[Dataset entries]
○ ○ ○ ○ ○ ○ ○

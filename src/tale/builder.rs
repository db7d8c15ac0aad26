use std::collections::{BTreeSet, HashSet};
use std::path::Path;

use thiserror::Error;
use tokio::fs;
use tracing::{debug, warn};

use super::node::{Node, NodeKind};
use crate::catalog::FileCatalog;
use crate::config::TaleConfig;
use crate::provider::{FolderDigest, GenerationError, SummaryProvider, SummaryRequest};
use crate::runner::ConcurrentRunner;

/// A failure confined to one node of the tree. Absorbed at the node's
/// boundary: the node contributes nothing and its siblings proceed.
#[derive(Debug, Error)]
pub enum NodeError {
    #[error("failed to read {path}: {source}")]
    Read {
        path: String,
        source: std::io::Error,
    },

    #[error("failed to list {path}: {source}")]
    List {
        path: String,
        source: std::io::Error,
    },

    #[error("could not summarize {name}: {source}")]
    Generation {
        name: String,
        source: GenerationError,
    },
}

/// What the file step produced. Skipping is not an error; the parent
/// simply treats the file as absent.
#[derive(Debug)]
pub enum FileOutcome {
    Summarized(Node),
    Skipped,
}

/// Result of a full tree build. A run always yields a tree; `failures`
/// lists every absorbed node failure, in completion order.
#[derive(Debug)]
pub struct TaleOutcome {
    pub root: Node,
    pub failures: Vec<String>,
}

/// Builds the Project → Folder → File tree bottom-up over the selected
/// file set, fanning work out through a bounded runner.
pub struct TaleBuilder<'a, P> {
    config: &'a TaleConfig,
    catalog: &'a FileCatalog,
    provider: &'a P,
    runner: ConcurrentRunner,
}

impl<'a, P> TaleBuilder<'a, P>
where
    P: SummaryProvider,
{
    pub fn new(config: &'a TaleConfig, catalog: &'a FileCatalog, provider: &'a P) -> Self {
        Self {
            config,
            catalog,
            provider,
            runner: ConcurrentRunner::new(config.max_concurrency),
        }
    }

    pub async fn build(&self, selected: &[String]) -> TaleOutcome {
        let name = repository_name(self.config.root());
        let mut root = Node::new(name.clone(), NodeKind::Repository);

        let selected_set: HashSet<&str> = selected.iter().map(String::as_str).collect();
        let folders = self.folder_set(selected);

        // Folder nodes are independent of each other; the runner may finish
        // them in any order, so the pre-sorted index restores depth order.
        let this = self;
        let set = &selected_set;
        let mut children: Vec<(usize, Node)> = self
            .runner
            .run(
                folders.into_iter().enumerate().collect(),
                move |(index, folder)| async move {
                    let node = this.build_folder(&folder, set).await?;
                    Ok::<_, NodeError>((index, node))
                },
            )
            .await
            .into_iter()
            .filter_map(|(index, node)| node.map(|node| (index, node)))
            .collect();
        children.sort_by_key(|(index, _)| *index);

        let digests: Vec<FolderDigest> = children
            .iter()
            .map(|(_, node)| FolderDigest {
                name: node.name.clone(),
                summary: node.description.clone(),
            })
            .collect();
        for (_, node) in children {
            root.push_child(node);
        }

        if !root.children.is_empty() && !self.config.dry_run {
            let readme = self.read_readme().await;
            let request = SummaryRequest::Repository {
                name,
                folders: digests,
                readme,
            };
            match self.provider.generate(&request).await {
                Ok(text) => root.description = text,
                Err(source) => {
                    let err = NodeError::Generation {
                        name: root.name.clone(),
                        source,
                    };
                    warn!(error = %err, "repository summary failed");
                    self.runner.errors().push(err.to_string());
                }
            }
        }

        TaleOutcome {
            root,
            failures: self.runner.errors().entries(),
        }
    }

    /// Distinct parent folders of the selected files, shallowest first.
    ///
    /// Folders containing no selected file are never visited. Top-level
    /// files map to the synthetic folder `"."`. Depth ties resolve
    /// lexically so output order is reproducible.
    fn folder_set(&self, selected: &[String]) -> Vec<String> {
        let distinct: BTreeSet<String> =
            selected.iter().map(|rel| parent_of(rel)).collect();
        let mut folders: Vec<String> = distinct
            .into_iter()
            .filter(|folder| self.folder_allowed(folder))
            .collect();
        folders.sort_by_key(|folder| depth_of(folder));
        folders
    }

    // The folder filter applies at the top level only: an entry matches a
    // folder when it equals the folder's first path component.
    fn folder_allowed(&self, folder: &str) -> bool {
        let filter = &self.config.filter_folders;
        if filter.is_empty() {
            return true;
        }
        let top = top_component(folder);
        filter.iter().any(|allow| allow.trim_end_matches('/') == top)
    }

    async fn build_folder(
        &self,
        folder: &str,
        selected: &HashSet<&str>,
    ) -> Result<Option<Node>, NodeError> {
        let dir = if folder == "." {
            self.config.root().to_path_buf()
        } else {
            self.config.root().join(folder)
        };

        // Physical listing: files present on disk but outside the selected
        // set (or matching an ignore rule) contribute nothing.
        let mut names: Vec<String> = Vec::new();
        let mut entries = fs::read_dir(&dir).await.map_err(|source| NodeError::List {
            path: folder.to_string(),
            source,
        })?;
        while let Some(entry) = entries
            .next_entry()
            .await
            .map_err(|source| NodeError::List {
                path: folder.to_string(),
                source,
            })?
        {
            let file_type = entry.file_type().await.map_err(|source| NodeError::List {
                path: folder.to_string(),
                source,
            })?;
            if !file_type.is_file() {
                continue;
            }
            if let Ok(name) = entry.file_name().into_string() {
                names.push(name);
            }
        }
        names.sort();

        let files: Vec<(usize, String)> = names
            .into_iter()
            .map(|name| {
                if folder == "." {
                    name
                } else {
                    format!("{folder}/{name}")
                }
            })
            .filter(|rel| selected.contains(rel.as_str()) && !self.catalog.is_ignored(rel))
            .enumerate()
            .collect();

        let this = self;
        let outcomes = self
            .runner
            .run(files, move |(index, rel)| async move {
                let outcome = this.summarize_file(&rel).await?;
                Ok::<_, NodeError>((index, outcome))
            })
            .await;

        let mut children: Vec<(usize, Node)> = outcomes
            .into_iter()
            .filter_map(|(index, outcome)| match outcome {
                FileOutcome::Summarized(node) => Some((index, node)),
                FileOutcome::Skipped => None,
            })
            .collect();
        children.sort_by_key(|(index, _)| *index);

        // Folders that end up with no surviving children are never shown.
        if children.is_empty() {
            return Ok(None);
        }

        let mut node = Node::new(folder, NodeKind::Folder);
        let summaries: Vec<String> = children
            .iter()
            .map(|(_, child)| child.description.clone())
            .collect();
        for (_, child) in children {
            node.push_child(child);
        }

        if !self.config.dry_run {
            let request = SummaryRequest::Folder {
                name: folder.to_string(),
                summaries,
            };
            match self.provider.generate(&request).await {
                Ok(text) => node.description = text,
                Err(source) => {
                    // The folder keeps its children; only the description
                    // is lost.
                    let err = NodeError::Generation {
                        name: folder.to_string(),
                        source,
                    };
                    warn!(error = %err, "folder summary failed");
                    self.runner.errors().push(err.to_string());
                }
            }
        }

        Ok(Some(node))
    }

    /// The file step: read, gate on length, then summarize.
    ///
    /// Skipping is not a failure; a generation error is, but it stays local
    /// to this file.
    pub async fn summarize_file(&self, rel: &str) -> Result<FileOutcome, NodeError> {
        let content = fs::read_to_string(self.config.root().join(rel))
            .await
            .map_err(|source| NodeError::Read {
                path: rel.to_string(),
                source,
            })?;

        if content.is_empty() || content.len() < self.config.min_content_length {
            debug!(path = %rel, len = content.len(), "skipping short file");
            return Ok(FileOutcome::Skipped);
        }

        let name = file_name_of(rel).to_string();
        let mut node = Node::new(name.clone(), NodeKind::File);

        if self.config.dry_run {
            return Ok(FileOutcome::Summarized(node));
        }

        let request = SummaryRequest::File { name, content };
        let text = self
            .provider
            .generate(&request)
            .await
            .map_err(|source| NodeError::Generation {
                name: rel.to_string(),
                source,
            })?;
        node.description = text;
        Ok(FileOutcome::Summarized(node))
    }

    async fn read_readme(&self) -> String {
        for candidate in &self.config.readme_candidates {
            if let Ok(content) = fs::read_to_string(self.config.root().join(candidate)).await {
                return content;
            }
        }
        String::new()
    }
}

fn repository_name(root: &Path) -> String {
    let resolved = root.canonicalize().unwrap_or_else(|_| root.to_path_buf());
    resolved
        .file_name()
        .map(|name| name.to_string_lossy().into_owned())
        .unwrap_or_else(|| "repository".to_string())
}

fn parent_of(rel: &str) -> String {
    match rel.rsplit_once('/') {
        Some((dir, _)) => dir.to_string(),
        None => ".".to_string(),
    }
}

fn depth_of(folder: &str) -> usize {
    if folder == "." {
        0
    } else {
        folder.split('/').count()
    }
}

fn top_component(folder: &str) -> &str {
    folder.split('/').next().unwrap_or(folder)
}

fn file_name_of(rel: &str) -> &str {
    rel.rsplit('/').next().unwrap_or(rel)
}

○ ○ ○ ○ ○ ○ ○

TASK DIRECTIONS:
From the entries, copy out each line containing the word "HashSet".

WRITTEN SOLUTION:
use std::collections::{BTreeSet, HashSet};
        let selected_set: HashSet<&str> = selected.iter().map(String::as_str).collect();
        selected: &HashSet<&str>,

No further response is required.